How is this only just happening? I live in Adelaide, Australia (1.2 million approx) with some of the worst public transport I've experienced in the developed world and we've had Google Maps with public transport integration for years.
Incidentally, there was a cool iPhone app called TubeMap that made travelling on the tube a breeze when I was there last which included service downtimes which are apparently quite common, worked fine offline and was pretty fully featured in all ways you could want. However, the Tube is only a small part of the public transport for greater London.
That's the easy and somewhat circular answer. I'd be curious to know what rationale the service had for not integrating with Google Maps or vice versa. Cost is the only legitimate one that comes to mind - I can't imagine concerns about open data were a massive issue given that third parties have been using and providing a subset of the same data for some time.

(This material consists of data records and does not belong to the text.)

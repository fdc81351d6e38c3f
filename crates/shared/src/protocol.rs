use serde::{Deserialize, Serialize};
use serde_json::{Map, Value};

use crate::{
    domain::{ConnectionId, DebugSessionState, NodeId, SessionId},
    graph::{Connection, Node, NodeMetadata, NodeParameters, Port, Position, ViewportState},
};

/// Response envelope used by every backend route: `{success, data?, error?}`.
///
/// A few routes put their payload next to `success` instead of under `data`; those
/// fields land in `extra`.
#[derive(Debug, Clone, Serialize, Deserialize)]
pub struct ApiEnvelope {
    pub success: bool,
    #[serde(default, skip_serializing_if = "Option::is_none")]
    pub data: Option<Value>,
    #[serde(default, skip_serializing_if = "Option::is_none")]
    pub error: Option<String>,
    #[serde(flatten)]
    pub extra: Map<String, Value>,
}

impl ApiEnvelope {
    pub fn ok(data: Value) -> Self {
        Self {
            success: true,
            data: Some(data),
            error: None,
            extra: Map::new(),
        }
    }

    pub fn failed(error: impl Into<String>) -> Self {
        Self {
            success: false,
            data: None,
            error: Some(error.into()),
            extra: Map::new(),
        }
    }

    pub fn into_payload(self) -> Value {
        match self.data {
            Some(data) if !data.is_null() => data,
            _ => Value::Object(self.extra),
        }
    }
}

#[derive(Debug, Clone, PartialEq, Serialize, Deserialize)]
pub struct CreateNodeRequest {
    #[serde(rename = "type")]
    pub node_type: String,
    pub position: Position,
    #[serde(default)]
    pub parameters: NodeParameters,
    #[serde(default)]
    pub metadata: NodeMetadata,
    #[serde(default, skip_serializing_if = "Vec::is_empty")]
    pub inputs: Vec<Port>,
    #[serde(default, skip_serializing_if = "Vec::is_empty")]
    pub outputs: Vec<Port>,
}

impl CreateNodeRequest {
    pub fn new(node_type: impl Into<String>, position: Position) -> Self {
        Self {
            node_type: node_type.into(),
            position,
            parameters: NodeParameters::default(),
            metadata: NodeMetadata::default(),
            inputs: Vec::new(),
            outputs: Vec::new(),
        }
    }

    /// Replays a saved node exactly, ports included, so the backend does not fall
    /// back to its per-type default ports.
    pub fn from_node(node: &Node) -> Self {
        Self {
            node_type: node.node_type.clone(),
            position: node.position,
            parameters: node.parameters.clone(),
            metadata: node.metadata.clone(),
            inputs: node.inputs.clone(),
            outputs: node.outputs.clone(),
        }
    }
}

#[derive(Debug, Clone, PartialEq, Eq, Serialize, Deserialize)]
pub struct CreatedNode {
    pub node_id: NodeId,
}

#[derive(Debug, Clone, PartialEq, Eq, Serialize, Deserialize)]
pub struct CreateConnectionRequest {
    pub source_node_id: NodeId,
    pub source_port: String,
    pub target_node_id: NodeId,
    pub target_port: String,
}

impl From<&Connection> for CreateConnectionRequest {
    fn from(value: &Connection) -> Self {
        Self {
            source_node_id: value.source_node_id.clone(),
            source_port: value.source_port.clone(),
            target_node_id: value.target_node_id.clone(),
            target_port: value.target_port.clone(),
        }
    }
}

#[derive(Debug, Clone, PartialEq, Eq, Serialize, Deserialize)]
pub struct CreatedConnection {
    pub connection_id: ConnectionId,
}

#[derive(Debug, Clone, PartialEq, Serialize, Deserialize, Default)]
pub struct ParametersUpdate {
    #[serde(default)]
    pub parameters: Map<String, Value>,
}

#[derive(Debug, Clone, PartialEq, Serialize, Deserialize, Default)]
pub struct MetadataUpdate {
    #[serde(default)]
    pub metadata: Map<String, Value>,
}

#[derive(Debug, Clone, PartialEq, Eq, Serialize, Deserialize, Default)]
pub struct PortsUpdate {
    #[serde(default)]
    pub inputs: Vec<Port>,
    #[serde(default)]
    pub outputs: Vec<Port>,
}

/// Viewport values echoed by the zoom/pan routes; absent fields keep local values.
#[derive(Debug, Clone, Copy, PartialEq, Serialize, Deserialize, Default)]
pub struct ViewportUpdate {
    #[serde(default)]
    pub zoom: Option<f64>,
    #[serde(default)]
    pub pan_x: Option<f64>,
    #[serde(default)]
    pub pan_y: Option<f64>,
}

/// Result of the initial bulk load.
#[derive(Debug, Clone, PartialEq, Default)]
pub struct CanvasLoad {
    pub nodes: Vec<Node>,
    pub connections: Vec<Connection>,
    pub viewport: ViewportState,
}

#[derive(Debug, Clone, PartialEq, Serialize, Deserialize)]
pub struct DebugNodeSpec {
    pub id: NodeId,
    #[serde(default)]
    pub code_snippet: String,
    #[serde(rename = "type", default)]
    pub node_type: String,
}

#[derive(Debug, Clone, PartialEq, Serialize, Deserialize)]
pub struct CreateDebugSessionRequest {
    pub session_id: SessionId,
    pub nodes: Vec<DebugNodeSpec>,
    #[serde(default)]
    pub options: Map<String, Value>,
}

#[derive(Debug, Clone, PartialEq, Serialize, Deserialize)]
pub struct DebugSessionAck {
    pub session_id: SessionId,
    #[serde(default)]
    pub state: DebugSessionState,
}

#[derive(Debug, Clone, Copy, PartialEq, Eq, Serialize, Deserialize, Default)]
#[serde(rename_all = "snake_case")]
pub enum DebugStepStatus {
    #[default]
    Stepped,
    Completed,
    Paused,
    #[serde(other)]
    Unknown,
}

#[derive(Debug, Clone, PartialEq, Serialize, Deserialize, Default)]
pub struct DebugStepResult {
    #[serde(default)]
    pub status: DebugStepStatus,
    #[serde(default)]
    pub node_id: Option<NodeId>,
    #[serde(default)]
    pub result: Value,
    #[serde(default)]
    pub variables: Map<String, Value>,
}

#[derive(Debug, Clone, PartialEq, Serialize, Deserialize)]
pub struct DebugStepResponse {
    pub session_id: SessionId,
    #[serde(default)]
    pub result: DebugStepResult,
}

#[derive(Debug, Clone, PartialEq, Serialize, Deserialize)]
pub struct DebugSessionInfo {
    pub id: SessionId,
    #[serde(default)]
    pub state: DebugSessionState,
    #[serde(default)]
    pub current_node: Option<NodeId>,
    #[serde(default)]
    pub results: Map<String, Value>,
    #[serde(default)]
    pub variables: Map<String, Value>,
}

#[derive(Debug, Clone, PartialEq, Serialize, Deserialize, Default)]
pub struct DebugSessionList {
    #[serde(default)]
    pub sessions: Vec<DebugSessionInfo>,
}

/// `run-all` answers one entry per session: its final state, or `{error}`.
#[derive(Debug, Clone, PartialEq, Serialize, Deserialize, Default)]
pub struct RunAllResponse {
    #[serde(default)]
    pub results: Map<String, Value>,
}

fn default_language() -> String {
    "python".to_string()
}

#[derive(Debug, Clone, PartialEq, Serialize, Deserialize)]
pub struct PatternSearchRequest {
    pub pattern: String,
    #[serde(default = "default_language")]
    pub language: String,
    #[serde(default, skip_serializing_if = "Option::is_none")]
    pub nodes_data: Option<Vec<Node>>,
}

#[derive(Debug, Clone, PartialEq, Serialize, Deserialize)]
pub struct PatternRefactorRequest {
    pub search_pattern: String,
    pub replace_pattern: String,
    #[serde(default = "default_language")]
    pub language: String,
    #[serde(default, skip_serializing_if = "Option::is_none")]
    pub node_ids: Option<Vec<NodeId>>,
    #[serde(default)]
    pub apply: bool,
}

#[derive(Debug, Clone, PartialEq, Serialize, Deserialize)]
pub struct CodeExportRequest {
    pub nodes: Vec<Node>,
    pub connections: Vec<Connection>,
    #[serde(default = "default_language")]
    pub target_language: String,
    #[serde(default)]
    pub options: Map<String, Value>,
}

#[derive(Debug, Clone, Copy, PartialEq, Eq, Hash, Serialize, Deserialize)]
#[serde(rename_all = "snake_case")]
pub enum ExecutionEventType {
    NodeStart,
    NodeComplete,
    NodeError,
    DataFlow,
    VariableUpdate,
    BreakpointHit,
    ExecutionPause,
    ExecutionResume,
    ExecutionComplete,
    ExecutionError,
    #[serde(other)]
    Unknown,
}

#[derive(Debug, Clone, PartialEq, Serialize, Deserialize)]
pub struct ExecutionEvent {
    pub event_type: ExecutionEventType,
    #[serde(default)]
    pub timestamp: Option<f64>,
    #[serde(default)]
    pub node_id: Option<NodeId>,
    #[serde(default)]
    pub connection_id: Option<ConnectionId>,
    #[serde(default)]
    pub data: Option<Map<String, Value>>,
    #[serde(default)]
    pub message: Option<String>,
}

impl ExecutionEvent {
    pub fn new(event_type: ExecutionEventType) -> Self {
        Self {
            event_type,
            timestamp: None,
            node_id: None,
            connection_id: None,
            data: None,
            message: None,
        }
    }

    pub fn for_node(event_type: ExecutionEventType, node_id: impl Into<NodeId>) -> Self {
        Self {
            node_id: Some(node_id.into()),
            ..Self::new(event_type)
        }
    }

    pub fn data_field(&self, key: &str) -> Option<&Value> {
        self.data.as_ref().and_then(|data| data.get(key))
    }

    pub fn data_str(&self, key: &str) -> Option<&str> {
        self.data_field(key).and_then(Value::as_str)
    }

    pub fn data_f64(&self, key: &str) -> Option<f64> {
        self.data_field(key).and_then(Value::as_f64)
    }
}

/// Backend push notifications after defensive decoding.
#[derive(Debug, Clone, PartialEq)]
pub enum PushEvent {
    NodeAdded {
        node: Node,
    },
    NodeRemoved {
        node_id: NodeId,
    },
    NodeMoved {
        node_id: NodeId,
        position: Position,
    },
    NodeUpdated {
        node_id: NodeId,
        changes: Map<String, Value>,
    },
    NodeParametersUpdated {
        node_id: NodeId,
        parameters: NodeParameters,
    },
    NodeMetadataUpdated {
        node_id: NodeId,
        metadata: NodeMetadata,
    },
    NodePortsUpdated {
        node_id: NodeId,
        inputs: Vec<Port>,
        outputs: Vec<Port>,
    },
    ConnectionAdded {
        connection: Connection,
    },
    ConnectionRemoved {
        connection_id: ConnectionId,
    },
    CanvasCleared,
    ViewportChanged(ViewportUpdate),
    ParadigmChanged {
        paradigm: String,
    },
    Execution(ExecutionEvent),
    DebugSessionStarted {
        session_id: SessionId,
        state: DebugSessionState,
    },
    DebugStepExecuted {
        session_id: SessionId,
        result: DebugStepResult,
    },
    DebugSessionStopped {
        session_id: SessionId,
    },
    AllSessionsCompleted {
        results: Map<String, Value>,
    },
}

impl PushEvent {
    pub fn name(&self) -> &'static str {
        match self {
            Self::NodeAdded { .. } => "node_added",
            Self::NodeRemoved { .. } => "node_removed",
            Self::NodeMoved { .. } => "node_moved",
            Self::NodeUpdated { .. } => "node_updated",
            Self::NodeParametersUpdated { .. } => "node_parameters_updated",
            Self::NodeMetadataUpdated { .. } => "node_metadata_updated",
            Self::NodePortsUpdated { .. } => "node_ports_updated",
            Self::ConnectionAdded { .. } => "connection_added",
            Self::ConnectionRemoved { .. } => "connection_removed",
            Self::CanvasCleared => "canvas_cleared",
            Self::ViewportChanged(_) => "viewport_changed",
            Self::ParadigmChanged { .. } => "paradigm_changed",
            Self::Execution(_) => "execution_event",
            Self::DebugSessionStarted { .. } => "debug_session_started",
            Self::DebugStepExecuted { .. } => "debug_step_executed",
            Self::DebugSessionStopped { .. } => "debug_session_stopped",
            Self::AllSessionsCompleted { .. } => "all_sessions_completed",
        }
    }
}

Google didn't want more transit partners for a long time: the sign-up page just said "check back later".
I think they are very concerned that the data feed will be bad or unreliable, and that they will be providing bad directions. I know in NYC, the schedule and such for subways is generally simple, but has crazy exception rules every weekend for maintenance.
Incidentally, there was a cool iPhone app called TubeMap that made travelling on the tube a breeze when I was there last which included service downtimes which are apparently quite common, worked fine offline and was pretty fully featured in all ways you could want. However, the Tube is only a small part of the public transport for greater London.